Collected data >>
□ □ □ □ □ □ □

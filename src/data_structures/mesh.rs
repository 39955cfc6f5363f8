//! Flat triangle mesh storage.
//!
//! [`TriMesh`] owns the three arrays the rest of the crate works on: positions
//! (3 floats per vertex), triangle indices (3 per face) and per-vertex normals
//! (3 floats per vertex). The layout matches what an OBJ loader or a GPU vertex
//! buffer expects, so the same data can be repaired, measured and drawn.

use cgmath::Vector3;

use crate::{
    data_structures::face::Face,
    error::{GeometryError, GeometryResult},
};

/// A triangle mesh stored as flat position, index and normal arrays.
///
/// Positions are never moved by the repair and physics passes. Indices and
/// normals are rewritten by winding correction (see [`crate::winding`]).
/// Normals start out zeroed until a correction pass fills them in.
#[derive(Clone, Debug, Default, PartialEq)]
pub struct TriMesh {
    pub name: String,
    positions: Vec<f32>,
    indices: Vec<u32>,
    normals: Vec<f32>,
}

impl TriMesh {
    /// Create a mesh from flat arrays, checking that every index is in range.
    pub fn new(positions: Vec<f32>, indices: Vec<u32>) -> GeometryResult<Self> {
        validate_buffers(&positions, &indices)?;
        let normals = vec![0.0; positions.len()];
        Ok(Self {
            name: String::new(),
            positions,
            indices,
            normals,
        })
    }

    pub fn with_name(mut self, name: impl Into<String>) -> Self {
        self.name = name.into();
        self
    }

    pub fn positions(&self) -> &[f32] {
        &self.positions
    }

    pub fn indices(&self) -> &[u32] {
        &self.indices
    }

    pub fn normals(&self) -> &[f32] {
        &self.normals
    }

    pub fn vertex_count(&self) -> usize {
        self.positions.len() / 3
    }

    pub fn triangle_count(&self) -> usize {
        self.indices.len() / 3
    }

    pub fn is_empty(&self) -> bool {
        self.indices.is_empty()
    }

    /// Position of vertex `i`. Panics if `i` is out of range.
    pub fn position(&self, i: u32) -> Vector3<f32> {
        read_vec3(&self.positions, i)
    }

    /// Normal of vertex `i`. Panics if `i` is out of range.
    pub fn normal(&self, i: u32) -> Vector3<f32> {
        read_vec3(&self.normals, i)
    }

    /// Vertex indices of triangle `t`. Panics if `t` is out of range.
    pub fn triangle(&self, t: usize) -> [u32; 3] {
        [
            self.indices[t * 3],
            self.indices[t * 3 + 1],
            self.indices[t * 3 + 2],
        ]
    }

    pub fn triangles(&self) -> impl Iterator<Item = [u32; 3]> + '_ {
        self.indices.chunks_exact(3).map(|c| [c[0], c[1], c[2]])
    }

    /// The three corner positions of triangle `t`.
    pub fn face_positions(&self, t: usize) -> [Vector3<f32>; 3] {
        self.triangle(t).map(|i| self.position(i))
    }

    /// Write face indices and face normals back into the flat arrays.
    ///
    /// `faces[t]` must describe triangle `t`. Every face writes its normal to
    /// all three of its vertices, so a vertex shared by several faces keeps the
    /// normal of the last face written: the result is faceted, not averaged.
    /// Nothing is written unless every face fits this mesh.
    pub fn apply_faces(&mut self, faces: &[Face]) -> GeometryResult<()> {
        if faces.len() != self.triangle_count() {
            return Err(GeometryError::FaceCountMismatch {
                faces: faces.len(),
                triangles: self.triangle_count(),
            });
        }
        let vertex_count = self.vertex_count();
        if let Some(&index) = faces
            .iter()
            .flat_map(|f| f.indices.iter())
            .find(|&&i| i as usize >= vertex_count)
        {
            return Err(GeometryError::IndexOutOfRange {
                index,
                vertex_count,
            });
        }

        for (chunk, face) in self.indices.chunks_exact_mut(3).zip(faces) {
            chunk.copy_from_slice(&face.indices);
        }
        for face in faces {
            for &i in &face.indices {
                let i = i as usize * 3;
                self.normals[i..i + 3].copy_from_slice(&[face.normal.x, face.normal.y, face.normal.z]);
            }
        }
        Ok(())
    }

    /// Reverse the winding of every triangle and negate the vertex normals.
    pub fn invert_winding(&mut self) {
        for chunk in self.indices.chunks_exact_mut(3) {
            chunk.swap(1, 2);
        }
        self.normals.iter_mut().for_each(|n| *n = -*n);
    }

    pub fn translate(&mut self, offset: Vector3<f32>) {
        for p in self.positions.chunks_exact_mut(3) {
            p[0] += offset.x;
            p[1] += offset.y;
            p[2] += offset.z;
        }
    }

    /// Uniformly scale all positions about the origin.
    pub fn scale(&mut self, factor: f32) {
        self.positions.iter_mut().for_each(|p| *p *= factor);
    }

    /// Axis aligned bounding box as `(min, max)`, `None` for a mesh without vertices.
    pub fn bounds(&self) -> Option<(Vector3<f32>, Vector3<f32>)> {
        let mut points = self
            .positions
            .chunks_exact(3)
            .map(|p| Vector3::new(p[0], p[1], p[2]));
        let first = points.next()?;
        Some(points.fold((first, first), |(min, max), p| {
            (
                Vector3::new(min.x.min(p.x), min.y.min(p.y), min.z.min(p.z)),
                Vector3::new(max.x.max(p.x), max.y.max(p.y), max.z.max(p.z)),
            )
        }))
    }

    /// Centre of the bounding box.
    pub fn bounds_center(&self) -> Option<Vector3<f32>> {
        self.bounds().map(|(min, max)| (min + max) * 0.5)
    }
}

/// Check that flat position and index buffers describe whole points and triangles
/// and that every index refers to an existing vertex.
pub fn validate_buffers(positions: &[f32], indices: &[u32]) -> GeometryResult<()> {
    if positions.len() % 3 != 0 {
        return Err(GeometryError::MalformedPositions {
            len: positions.len(),
        });
    }
    if indices.len() % 3 != 0 {
        return Err(GeometryError::MalformedIndices { len: indices.len() });
    }
    let vertex_count = positions.len() / 3;
    if let Some(&index) = indices.iter().find(|&&i| i as usize >= vertex_count) {
        return Err(GeometryError::IndexOutOfRange {
            index,
            vertex_count,
        });
    }
    Ok(())
}

pub(crate) fn read_vec3(buffer: &[f32], i: u32) -> Vector3<f32> {
    let i = i as usize * 3;
    Vector3::new(buffer[i], buffer[i + 1], buffer[i + 2])
}

pub(crate) fn widen(v: Vector3<f32>) -> Vector3<f64> {
    Vector3::new(v.x as f64, v.y as f64, v.z as f64)
}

□ □ □ □ □ □ □

What you are asked to do >> Lines with "Some": find them in the data and copy each one.

Task output >>
        if let Some(&index) = faces
        Some(points.fold((first, first), |(min, max), p| {
    if let Some(&index) = indices.iter().find(|&&i| i as usize >= vertex_count) {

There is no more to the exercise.